Muhterem Atasoy ağabey aynı konuşmasında belki dinleyenlerini, okuyanlarını esastan tavır almaya teşvik etme babından olacak delillendirilmesi oldukça güç, keskin ve ümit kırıcı sözler sarf ediyor. Niyet bu değilse de sonuç olarak şu cümlelerle hepten değersizleştirilmiş, hiçbir ehemmiyet atfedilmeyen Müslümanlardan ne gibi bir hayır sadır olabilir ki: “Bizim bu çağa, dünyaya söyleyecek bir sözümüz yok. Tarihe tanıklık etmiyoruz. Tarihin dışında yer alıyoruz. Biz bulunduğumuz dünyada özne değil nesneyiz, yani dışarıdan konumlandırılıyoruz. Kendi tercihlerimiz yok. Düşünmüyoruz, düşündürtülüyoruz. Herkes bizi ikna edebiliyor çünkü zihinlerimiz, bir üretim olmadığı için boş ve her türlü etkiye açık.”
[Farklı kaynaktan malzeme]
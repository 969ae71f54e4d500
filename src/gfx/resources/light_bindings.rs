//! Per-light uniforms for the shadow and spotlight passes

use cgmath::{EuclideanSpace, InnerSpace, Matrix4, Point3, Vector3};

use crate::{
    gfx::{camera::orbit_camera::OPENGL_TO_WGPU_MATRIX, scene::SpotLight},
    wgpu_utils::{
        binding_builder::{BindGroupBuilder, BindGroupLayoutBuilder, BindGroupLayoutWithDesc},
        binding_types,
        uniform_buffer::UniformBuffer,
    },
};

use super::linear_rgb;

/// Light view-projection used while rendering a shadow map.
#[repr(C)]
#[derive(Copy, Clone, Debug, bytemuck::Pod, bytemuck::Zeroable)]
pub struct ShadowViewUniform {
    pub view_proj: [[f32; 4]; 4],
}

/// MUST match `Spot` in scene.wgsl.
#[repr(C)]
#[derive(Copy, Clone, Debug, PartialEq, bytemuck::Pod, bytemuck::Zeroable)]
pub struct SpotUniform {
    /// w = cut-off distance, zero for unlimited
    pub position: [f32; 4],
    /// Unit vector from the light towards its target, w = decay
    pub direction: [f32; 4],
    /// Linear colour times intensity, w = 1 when casting shadows
    pub color: [f32; 4],
    /// cos(outer), cos(inner)
    pub cone: [f32; 4],
    /// bias, blur radius, texel size
    pub shadow: [f32; 4],
    pub view_proj: [[f32; 4]; 4],
}

pub type ShadowViewUBO = UniformBuffer<ShadowViewUniform>;
pub type SpotUBO = UniformBuffer<SpotUniform>;

/// Perspective view-projection from `position` towards `target`.
pub fn spot_view_proj(position: Vector3<f32>, target: Vector3<f32>, projection: Matrix4<f32>) -> Matrix4<f32> {
    let forward = target - position;
    let forward = if forward.magnitude2() > 1e-12 {
        forward.normalize()
    } else {
        -Vector3::unit_z()
    };
    // Looking straight up or down needs a different up vector.
    let up = if forward.y.abs() > 0.99 {
        Vector3::unit_z()
    } else {
        Vector3::unit_y()
    };
    let eye = Point3::from_vec(position);
    let view = Matrix4::look_at_rh(eye, eye + forward, up);
    OPENGL_TO_WGPU_MATRIX * projection * view
}

impl SpotUniform {
    pub fn new(light: &SpotLight, position: Vector3<f32>, target: Vector3<f32>) -> Self {
        let direction = target - position;
        let direction = if direction.magnitude2() > 1e-12 {
            direction.normalize()
        } else {
            -Vector3::unit_z()
        };
        let outer = light.angle().0.cos();
        let inner = (light.angle().0 * (1.0 - light.penumbra.clamp(0.0, 1.0))).cos();
        let color = linear_rgb(light.color);
        let view_proj = spot_view_proj(position, target, light.shadow.camera.projection());

        Self {
            position: [position.x, position.y, position.z, light.distance.max(0.0)],
            direction: [direction.x, direction.y, direction.z, light.decay],
            color: [
                color[0] * light.intensity,
                color[1] * light.intensity,
                color[2] * light.intensity,
                if light.cast_shadow { 1.0 } else { 0.0 },
            ],
            // smoothstep needs distinct edges
            cone: [outer, inner.max(outer + 1e-4), 0.0, 0.0],
            shadow: [
                light.shadow.bias,
                light.shadow.radius,
                1.0 / light.shadow.map_size() as f32,
                0.0,
            ],
            view_proj: view_proj.into(),
        }
    }

    pub fn shadow_view(&self) -> ShadowViewUniform {
        ShadowViewUniform {
            view_proj: self.view_proj,
        }
    }
}

/// Bind group layouts for light data.
///
/// `shadow_view` is slot 0 of the depth-only passes. `spot` is slot 2 of the
/// additive spotlight pass and carries the light's shadow map, so it can never
/// be bound while that map is the depth attachment.
pub struct LightBindings {
    shadow_view: BindGroupLayoutWithDesc,
    spot: BindGroupLayoutWithDesc,
}

impl LightBindings {
    pub fn new(device: &wgpu::Device) -> Self {
        let shadow_view = BindGroupLayoutBuilder::new()
            .next_binding_vertex(binding_types::uniform())
            .create(device, "Shadow View Bind Group Layout");
        let spot = BindGroupLayoutBuilder::new()
            .next_binding_fragment(binding_types::uniform())
            .next_binding_fragment(binding_types::depth_texture_2d())
            .create(device, "Spot Light Bind Group Layout");

        Self { shadow_view, spot }
    }

    pub fn shadow_view_layout(&self) -> &wgpu::BindGroupLayout {
        &self.shadow_view.layout
    }

    pub fn spot_layout(&self) -> &wgpu::BindGroupLayout {
        &self.spot.layout
    }

    pub fn create_shadow_view_group(&self, device: &wgpu::Device, ubo: &ShadowViewUBO, label: &str) -> wgpu::BindGroup {
        BindGroupBuilder::new(&self.shadow_view)
            .resource(ubo.binding_resource())
            .create(device, label)
    }

    pub fn create_spot_group(
        &self,
        device: &wgpu::Device,
        ubo: &SpotUBO,
        shadow_map: &wgpu::TextureView,
        label: &str,
    ) -> wgpu::BindGroup {
        BindGroupBuilder::new(&self.spot)
            .resource(ubo.binding_resource())
            .texture(shadow_map)
            .create(device, label)
    }
}

#[cfg(test)]
mod tests {
    use super::*;
    use crate::gfx::scene::NodeId;
    use cgmath::{Deg, Vector4};

    fn light() -> SpotLight {
        let mut light = SpotLight::new([1.0; 3], 1.0, NodeId::from_raw(1));
        light.distance = 100.0;
        light.update_projection();
        light
    }

    #[test]
    fn test_target_projects_to_centre() {
        let light = light();
        let position = Vector3::new(0.0, 5.0, 0.0);
        let target = Vector3::new(0.0, 0.0, -1.0);
        let view_proj = spot_view_proj(position, target, light.shadow.camera.projection());
        let clip = view_proj * Vector4::new(0.0, 0.0, -1.0, 1.0);
        assert!((clip.x / clip.w).abs() < 1e-4);
        assert!((clip.y / clip.w).abs() < 1e-4);
        assert!((0.0..=1.0).contains(&(clip.z / clip.w)));
    }

    #[test]
    fn test_straight_down_is_not_degenerate() {
        let light = light();
        let view_proj = spot_view_proj(
            Vector3::new(0.0, 5.0, 0.0),
            Vector3::new(0.0, 0.0, 0.0),
            light.shadow.camera.projection(),
        );
        let clip = view_proj * Vector4::new(0.0, 0.0, 0.0, 1.0);
        assert!(clip.x.is_finite() && (clip.x / clip.w).abs() < 1e-4);
    }

    #[test]
    fn test_cone_edges() {
        let mut light = light();
        light.set_angle(Deg(60.0));
        light.penumbra = 0.5;
        let uniform = SpotUniform::new(&light, Vector3::new(0.0, 5.0, 0.0), Vector3::new(0.0, 4.0, 0.0));
        assert!((uniform.cone[0] - 0.5).abs() < 1e-5);
        assert!((uniform.cone[1] - Deg(30.0f32).0.to_radians().cos()).abs() < 1e-5);
        assert_eq!(uniform.direction[1], -1.0);

        light.penumbra = 0.0;
        let hard = SpotUniform::new(&light, Vector3::new(0.0, 5.0, 0.0), Vector3::new(0.0, 4.0, 0.0));
        assert!(hard.cone[1] > hard.cone[0]);
    }
}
Bir taraftan bu kadar yıkıcı, kırıcı konuşurken diğer taraftan “Günümüzde propaganda ile aldığınız hiçbir bilgiye güvenmeyin. Müslümanlar olarak bilinç alanına çıkmamız için zihinsel özgürlük, zihinsel özgüven şarttır. Biz yerelliğe hapsolmayı kabul etmemeliyiz. Müslüman tüm kültürlerle, iyilik adına her şeyle irtibat kurmalı.” diyen Atasoy ağabey bir atılıma, inşaya davet ediyor bizleri. Fakat bu vurguların sonunda muhataplarının zihninde hangileri daha ağır basıyor, şimdilik bilemiyoruz. Söylemlerinin Müslümanları harekete mi, atalete mi sevk ettiğini zaman gösterecek elbet. Ancak bu perspektifin hem zihinsel hem de siyasal-sosyal açıdan ciddi riskler içerdiği kanaatindeyim.

Liderleri eleştiriye açık olmadığı için cemaatlerde toplu düşünsel intiharlar oluyor.” sözü ile muhterem Atasoy ağabeyin de bizleri eleştiriye, itiraza, muhasebeye, murakabeye teşvik ettiğini düşündüm. ‘Issızlık’ tavrının hiçbir şartta Müslümanlara yakışmadığını bilerek bu değerlendirmeyi kaleme aldım. İnşa-Allah hayra vesile olur.